A inserção progressiva da tecnologia nas mediações do cotidiano está promovendo mudanças drásticas nos processos de produção tecnológica. As pessoas estão se apropriando das tecnologias de maneira tão consciente que já não se pode considerar os processos de recepção dissociados dos processos de produção. Faz-se, necessário, portanto, tomar ambos processos numa perspectiva histórica, para que não se percam seus entrelaçamentos e contextos.
A modernidade inaugurou a reprodução em massa de bens de consumo e obras culturais, ampliando a gama de setores sociais a serem incluídos na dinâmica econômica e cultural do comércio. Em tempos tardios, a cultura popular se identifica cada vez mais com a cultura de massa, reivindicando, na mesma medida, a participação em seu espaços e temporalidades. Experimenta-se, neste momento, diferentes formas de formalizar a participação popular na produção de bens e obras culturais.

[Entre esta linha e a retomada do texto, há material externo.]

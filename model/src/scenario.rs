//! Named scenarios used by the CLI and the benches.

use crate::error::ModelError;
use crate::policy::TablePolicy;
use crate::tabular::{MdpBuilder, StateId, TabularMdp};

pub const SCENARIO_NAMES: &[&str] = &["two-action", "lottery", "ladder"];

/// Probability that a lottery gamble wins.
const LOTTERY_WIN_PROBABILITY: f64 = 0.4;
const LOTTERY_PRIZE: f64 = 3.0;
/// Probability that one ladder climb succeeds.
const LADDER_SUCCESS_PROBABILITY: f64 = 0.6;

/// An MDP with a start state and a few named policies.
#[derive(Debug, Clone)]
pub struct Scenario {
    pub name: String,
    pub description: String,
    pub mdp: TabularMdp,
    pub start: StateId,
    pub default_horizon: usize,
    pub policies: Vec<(String, TablePolicy)>,
}

impl Scenario {
    pub fn policy(&self, name: &str) -> Result<&TablePolicy, ModelError> {
        self.policies
            .iter()
            .find(|(n, _)| n == name)
            .map(|(_, p)| p)
            .ok_or_else(|| ModelError::UnknownPolicy {
                scenario: self.name.clone(),
                policy: name.to_string(),
            })
    }

    pub fn policy_names(&self) -> Vec<&str> {
        self.policies.iter().map(|(n, _)| n.as_str()).collect()
    }
}

/// Build a scenario by name; `rounds` sizes the multi-stage ones.
pub fn build_scenario(name: &str, rounds: u32) -> Result<Scenario, ModelError> {
    if rounds == 0 {
        return Err(ModelError::InvalidParameter("rounds must be at least 1".to_string()));
    }
    match name {
        "two-action" => two_action(),
        "lottery" => lottery(rounds),
        "ladder" => ladder(rounds),
        other => Err(ModelError::UnknownScenario(other.to_string())),
    }
}

fn two_action() -> Result<Scenario, ModelError> {
    let mut b = MdpBuilder::new();
    let s = b.add_state("s");
    b.add_transition(s, "low", 1.0, vec![(s, 1.0)])?;
    b.add_transition(s, "high", 3.0, vec![(s, 1.0)])?;
    let mdp = b.build()?;

    let low = TablePolicy::first_available(&mdp, &["low"])?;
    let high = TablePolicy::first_available(&mdp, &["high"])?;
    Ok(Scenario {
        name: "two-action".to_string(),
        description: "one state, a sure reward of 1 or 3 every step".to_string(),
        mdp,
        start: s,
        default_horizon: 1,
        policies: vec![("low".to_string(), low), ("high".to_string(), high)],
    })
}

/// Each round: bank 1 for sure, or gamble for a prize paid on the next step.
fn lottery(rounds: u32) -> Result<Scenario, ModelError> {
    let mut b = MdpBuilder::new();
    let round: Vec<StateId> = (0..rounds).map(|i| b.add_state(format!("round{i}"))).collect();
    let win: Vec<StateId> = (0..rounds).map(|i| b.add_state(format!("win{i}"))).collect();
    let lose: Vec<StateId> = (0..rounds).map(|i| b.add_state(format!("lose{i}"))).collect();
    let done = b.add_state("done");

    for i in 0..rounds as usize {
        let next = round.get(i + 1).copied().unwrap_or(done);
        b.add_transition(round[i], "bank", 1.0, vec![(next, 1.0)])?;
        b.add_transition(
            round[i],
            "gamble",
            0.0,
            vec![(win[i], LOTTERY_WIN_PROBABILITY), (lose[i], 1.0 - LOTTERY_WIN_PROBABILITY)],
        )?;
        b.add_transition(win[i], "collect", LOTTERY_PRIZE, vec![(next, 1.0)])?;
        b.add_transition(lose[i], "collect", 0.0, vec![(next, 1.0)])?;
    }
    b.add_transition(done, "rest", 0.0, vec![(done, 1.0)])?;
    let mdp = b.build()?;

    let bank = TablePolicy::first_available(&mdp, &["bank", "collect", "rest"])?;
    let gamble = TablePolicy::first_available(&mdp, &["gamble", "collect", "rest"])?;
    let (bank_id, gamble_id) = match (mdp.action_id("bank"), mdp.action_id("gamble")) {
        (Some(bank_id), Some(gamble_id)) => (bank_id, gamble_id),
        _ => return Err(ModelError::UnknownAction("bank".to_string())),
    };
    let mixed = round
        .iter()
        .fold(gamble.clone(), |p, &s| p.with_weights(s, &[(bank_id, 0.5), (gamble_id, 0.5)]));

    Ok(Scenario {
        name: "lottery".to_string(),
        description: format!(
            "{rounds} rounds of bank 1 or gamble for {LOTTERY_PRIZE} at p={LOTTERY_WIN_PROBABILITY}"
        ),
        mdp,
        start: round[0],
        default_horizon: 2 * rounds as usize,
        policies: vec![
            ("bank".to_string(), bank),
            ("gamble".to_string(), gamble),
            ("mixed".to_string(), mixed),
        ],
    })
}

/// Climb a ladder of `rounds` rungs; stopping at rung k pays k, a failed climb pays nothing.
fn ladder(rounds: u32) -> Result<Scenario, ModelError> {
    let mut b = MdpBuilder::new();
    let rung: Vec<StateId> = (0..=rounds).map(|k| b.add_state(format!("rung{k}"))).collect();
    let bust = b.add_state("bust");

    for k in 0..=rounds as usize {
        b.add_transition(rung[k], "stop", k as f64, vec![])?;
        if let Some(&up) = rung.get(k + 1) {
            b.add_transition(
                rung[k],
                "climb",
                0.0,
                vec![(up, LADDER_SUCCESS_PROBABILITY), (bust, 1.0 - LADDER_SUCCESS_PROBABILITY)],
            )?;
        }
    }
    b.add_transition(bust, "stop", 0.0, vec![])?;
    let mdp = b.build()?;

    let cautious = TablePolicy::first_available(&mdp, &["stop"])?;
    let bold = TablePolicy::first_available(&mdp, &["climb", "stop"])?;
    Ok(Scenario {
        name: "ladder".to_string(),
        description: format!(
            "{rounds} rungs, each climb succeeds with p={LADDER_SUCCESS_PROBABILITY}"
        ),
        mdp,
        start: rung[0],
        default_horizon: rounds as usize + 1,
        policies: vec![("cautious".to_string(), cautious), ("bold".to_string(), bold)],
    })
}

O barateamento e simplificação e tecnologias para a produção de obras culturais, tais como computadores e câmeras de fotografia e vídeo, estão habilitando os membros da audiência dos meios de comunicação massivos a se tornarem também produtores efetivos. Acompanhando e ampliando o movimento, novos meios de comunicação, como a Internet e a rede de telefonia celular, disponibilizam canais de distribuição das obras, constituindo uma cadeia de reprodução horizontal. Profissionais de diferentes áreas de produção e reprodução de obras culturais discutem o rumo de tais mudanças no contexto da Internet sob a alcunha de “Web 2.0”.
Um dos pontos enfatizados na discussão sobre “Web 2.0” é a chamada “Arquitetura da Participação”, que indica uma estrutura informática preparada para a extensão e recombinação de seus elementos por qualquer um de seus usuários (APIs, código aberto, Web Services, etc). A questão que fica em aberto é como promover a participação popular na criação de tais estruturas. Como modelo de participação, são citados os projetos de Software Livre, que utilizam estas arquiteturas para a produção colaborativa de artefatos tecnológicos. Entretanto, para compreender e usar estas arquiteturas, é necessário um conhecimento técnico elevado, no qual não estão interessados muitos dos usuários dos softwares produzido por meio destas arquiteturas. Alguns projetos procuram superar esta dificuldade incluindo especialistas no comportamento do usuário em suas equipes, enquanto outros experimentam novas ferramentas que facilitem a participação popular.
Na indústria de software, a participação do usuário é historicamente marginal. Apesar de ser considerado referência para o processo de design (“design centrado no usuário”), seu papel não tem poder para interferir no processo diretamente. Mesmo que seja convidado a participar de certas dinâmicas para investigação de seu perfil demográfico, hábitos e contexto sócio-cultural, o usuário é tratado como objeto, não como sujeito de pesquisa. Ele não é considerado capaz de participar do processo de design, por isso, justifica-se a necessidade de especialistas que traduzam o comportamento exibido pelo usuário em determinações para o design. Apesar de hegemônica, esta abordagem não é uníssona no Design de Interação.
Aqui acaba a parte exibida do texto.